Collected data:
# # # # #

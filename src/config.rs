//! Configuration, built from environment variables.

use secrecy::SecretString;

use crate::error::ConfigError;

/// IMAP mailbox configuration.
///
/// Host, port, and TLS behavior have defaults matching the QQ mail
/// endpoint; username and password are required.
#[derive(Debug, Clone)]
pub struct MailboxConfig {
    pub host: String,
    pub port: u16,
    pub username: String,
    pub password: SecretString,
    /// Skip TLS certificate verification. Defaults to true because the
    /// upstream provider's IMAP endpoint presents a certificate that does
    /// not validate against webpki roots.
    pub accept_invalid_certs: bool,
    /// Mailbox to select, normally "INBOX".
    pub mailbox: String,
    /// Domain appended to alias prefixes to form the full address.
    pub domain: String,
}

impl MailboxConfig {
    /// Build config from environment variables.
    pub fn from_env() -> Result<Self, ConfigError> {
        let host =
            std::env::var("MAILCODE_IMAP_HOST").unwrap_or_else(|_| "imap.qq.com".to_string());

        let port: u16 = std::env::var("MAILCODE_IMAP_PORT")
            .ok()
            .and_then(|s| s.parse().ok())
            .unwrap_or(993);

        let username = std::env::var("MAILCODE_IMAP_USER")
            .map_err(|_| ConfigError::MissingEnvVar("MAILCODE_IMAP_USER".into()))?;

        let password = std::env::var("MAILCODE_IMAP_PASSWORD")
            .map(SecretString::from)
            .map_err(|_| ConfigError::MissingEnvVar("MAILCODE_IMAP_PASSWORD".into()))?;

        let accept_invalid_certs = std::env::var("MAILCODE_ACCEPT_INVALID_CERTS")
            .map(|s| parse_bool(&s))
            .unwrap_or(true);

        let mailbox = std::env::var("MAILCODE_MAILBOX").unwrap_or_else(|_| "INBOX".to_string());

        let domain = std::env::var("MAILCODE_DOMAIN").unwrap_or_else(|_| "qq.com".to_string());

        Ok(Self {
            host,
            port,
            username,
            password,
            accept_invalid_certs,
            mailbox,
            domain,
        })
    }
}

/// HTTP server configuration.
#[derive(Debug, Clone)]
pub struct ServerConfig {
    pub http_port: u16,
    pub db_path: String,
}

impl ServerConfig {
    pub fn from_env() -> Self {
        let http_port: u16 = std::env::var("MAILCODE_HTTP_PORT")
            .ok()
            .and_then(|s| s.parse().ok())
            .unwrap_or(8080);

        let db_path = std::env::var("MAILCODE_DB_PATH")
            .unwrap_or_else(|_| "./data/mailcode.db".to_string());

        Self { http_port, db_path }
    }
}

fn parse_bool(s: &str) -> bool {
    !matches!(
        s.trim().to_ascii_lowercase().as_str(),
        "0" | "false" | "no" | "off"
    )
}

#[cfg(test)]
mod tests {
    use super::*;

    #[test]
    fn parse_bool_accepts_common_forms() {
        assert!(parse_bool("true"));
        assert!(parse_bool("1"));
        assert!(parse_bool("yes"));
        assert!(!parse_bool("false"));
        assert!(!parse_bool("0"));
        assert!(!parse_bool("No"));
        assert!(!parse_bool(" off "));
    }
}
//! Verification-code extraction from message text.

use std::sync::LazyLock;

use regex::Regex;

/// Ordered extraction patterns, most specific first. Labeled markers are
/// trusted over the bare-digit fallback, which is the most prone to false
/// positives (phone numbers, dates).
static PATTERNS: LazyLock<[Regex; 5]> = LazyLock::new(|| {
    [
        // Chinese 验证码 marker with full- or half-width colon
        Regex::new(r"验证码[：:]\s*([A-Za-z0-9]{4,8})").expect("valid pattern"),
        Regex::new(r"(?i)verification code[：:]\s*([A-Za-z0-9]{4,8})").expect("valid pattern"),
        Regex::new(r"(?i)code[：:]\s*([A-Za-z0-9]{4,8})").expect("valid pattern"),
        // Token enclosed in full-width brackets
        Regex::new(r"【([A-Za-z0-9]{4,8})】").expect("valid pattern"),
        // Fallback: standalone run of 4-8 digits
        Regex::new(r"\b(\d{4,8})\b").expect("valid pattern"),
    ]
});

/// Extract a short verification code from free-form message text.
///
/// Applies the pattern list in order; the first pattern that matches
/// anywhere in the text wins and its first capture group is returned.
pub fn extract_code(text: &str) -> Option<String> {
    PATTERNS.iter().find_map(|pattern| {
        pattern
            .captures(text)
            .and_then(|caps| caps.get(1))
            .map(|m| m.as_str().to_string())
    })
}

#[cfg(test)]
mod tests {
    use super::*;

    #[test]
    fn chinese_marker_fullwidth_colon() {
        assert_eq!(extract_code("验证码：8839"), Some("8839".into()));
    }

    #[test]
    fn chinese_marker_ascii_colon() {
        assert_eq!(extract_code("您的验证码: ZX81QQ 请勿泄露"), Some("ZX81QQ".into()));
    }

    #[test]
    fn english_marker_case_insensitive() {
        assert_eq!(
            extract_code("Your Verification Code: 442199"),
            Some("442199".into())
        );
    }

    #[test]
    fn generic_code_marker_alphanumeric() {
        assert_eq!(extract_code("your code: AB12"), Some("AB12".into()));
    }

    #[test]
    fn fullwidth_brackets() {
        assert_eq!(extract_code("【392811】"), Some("392811".into()));
    }

    #[test]
    fn bare_digit_fallback() {
        assert_eq!(extract_code("Use 73621 to sign in"), Some("73621".into()));
    }

    #[test]
    fn labeled_marker_beats_bare_digits() {
        // Bare digits appear first in the text, but the labeled marker has
        // higher priority in the pattern order.
        let text = "Ref 20260101. 验证码：9War77 thanks";
        assert_eq!(extract_code(text), Some("9War77".into()));
    }

    #[test]
    fn bracket_beats_bare_digits() {
        let text = "sent at 10:30, token 【55aa66】 expires in 1200 seconds";
        assert_eq!(extract_code(text), Some("55aa66".into()));
    }

    #[test]
    fn hyphenated_digits_are_not_joined() {
        // "555" is too short for the fallback; "1234" is the first
        // standalone 4-8 digit run. The runs are never concatenated.
        assert_eq!(extract_code("call 555-1234 today"), Some("1234".into()));
    }

    #[test]
    fn nine_digit_run_matches_its_prefix() {
        // \b(\d{4,8})\b requires non-alphanumeric boundaries on both sides,
        // so a 9-digit run yields nothing from its own digits.
        assert_eq!(extract_code("order 123456789x pending"), None);
    }

    #[test]
    fn no_code_present() {
        assert_eq!(extract_code("no codes here"), None);
    }

    #[test]
    fn empty_text() {
        assert_eq!(extract_code(""), None);
    }

    #[test]
    fn too_short_token_after_marker_falls_through() {
        // "code: 123" does not satisfy the 4-char minimum; with no other
        // candidates the result is absent.
        assert_eq!(extract_code("code: 123"), None);
    }
}
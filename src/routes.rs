//! REST endpoints — verification-email fetch, alias generation, history.

use std::sync::Arc;

use axum::extract::{Path, Query, State};
use axum::http::StatusCode;
use axum::response::IntoResponse;
use axum::routing::{get, post};
use axum::{Json, Router};
use serde::Deserialize;
use tower_http::cors::CorsLayer;
use tracing::error;

use crate::config::MailboxConfig;
use crate::store::{AliasAction, Store};
use crate::{alias, fetcher};

/// Shared state for the API routes.
#[derive(Clone)]
pub struct AppState {
    pub store: Arc<dyn Store>,
    pub mailbox: Arc<MailboxConfig>,
}

#[derive(Debug, Deserialize)]
pub struct PrefixQuery {
    pub prefix: Option<String>,
}

/// GET /api/emails?prefix=<p>
///
/// Runs the whole pipeline: fetch the newest mailbox window, parse, filter
/// by prefix, extract codes. Session-level failures surface as the failure
/// JSON shape with status 500 — this handler never propagates an error.
async fn fetch_emails(
    State(state): State<AppState>,
    Query(query): Query<PrefixQuery>,
) -> impl IntoResponse {
    let prefix = query.prefix.filter(|p| !p.is_empty());

    match fetcher::fetch_verification_emails(state.mailbox.as_ref(), prefix.as_deref()).await {
        Ok(results) => {
            if let Some(prefix) = &prefix
                && !results.is_empty()
            {
                fetcher::record_results(&*state.store, prefix, &state.mailbox.domain, &results)
                    .await;
            }
            Json(serde_json::json!({
                "success": true,
                "count": results.len(),
                "emails": results,
            }))
            .into_response()
        }
        Err(e) => {
            error!(error = %e, "failed to fetch emails");
            (
                StatusCode::INTERNAL_SERVER_ERROR,
                Json(serde_json::json!({
                    "success": false,
                    "error": e.to_string(),
                })),
            )
                .into_response()
        }
    }
}

/// POST /api/aliases — generate a fresh alias and record the event.
async fn generate_alias(State(state): State<AppState>) -> impl IntoResponse {
    let prefix = alias::generate_prefix();
    let address = alias::full_address(&prefix, &state.mailbox.domain);

    match state
        .store
        .record_alias_event(&prefix, &address, AliasAction::Generated)
        .await
    {
        Ok(()) => Json(serde_json::json!({
            "prefix": prefix,
            "address": address,
        }))
        .into_response(),
        Err(e) => store_failure(e),
    }
}

/// POST /api/aliases/{prefix}/copied — record that an alias was copied.
async fn record_copy(
    State(state): State<AppState>,
    Path(prefix): Path<String>,
) -> impl IntoResponse {
    let address = alias::full_address(&prefix, &state.mailbox.domain);
    match state
        .store
        .record_alias_event(&prefix, &address, AliasAction::Copied)
        .await
    {
        Ok(()) => StatusCode::NO_CONTENT.into_response(),
        Err(e) => store_failure(e),
    }
}

/// GET /api/aliases — recently generated aliases, deduplicated by prefix.
async fn list_aliases(State(state): State<AppState>) -> impl IntoResponse {
    match state.store.recent_aliases(50).await {
        Ok(aliases) => Json(aliases).into_response(),
        Err(e) => store_failure(e),
    }
}

/// GET /api/received?prefix=<p> — cached received emails for one prefix.
async fn list_received(
    State(state): State<AppState>,
    Query(query): Query<PrefixQuery>,
) -> impl IntoResponse {
    let Some(prefix) = query.prefix.filter(|p| !p.is_empty()) else {
        return (
            StatusCode::BAD_REQUEST,
            Json(serde_json::json!({"error": "prefix query parameter is required"})),
        )
            .into_response();
    };
    match state.store.received_for_prefix(&prefix).await {
        Ok(rows) => Json(rows).into_response(),
        Err(e) => store_failure(e),
    }
}

fn store_failure(e: crate::error::StoreError) -> axum::response::Response {
    error!(error = %e, "store operation failed");
    (
        StatusCode::INTERNAL_SERVER_ERROR,
        Json(serde_json::json!({"error": e.to_string()})),
    )
        .into_response()
}

/// Build the API router.
pub fn api_routes(state: AppState) -> Router {
    Router::new()
        .route("/api/emails", get(fetch_emails))
        .route("/api/aliases", post(generate_alias).get(list_aliases))
        .route("/api/aliases/{prefix}/copied", post(record_copy))
        .route("/api/received", get(list_received))
        .layer(CorsLayer::permissive())
        .with_state(state)
}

# # # # #

> PROBLEM TO WORK ON:
Check all the records above and select each line where the string "Deserialize" is found.

> WRITTEN ANSWER:
use serde::Deserialize;
#[derive(Debug, Deserialize)]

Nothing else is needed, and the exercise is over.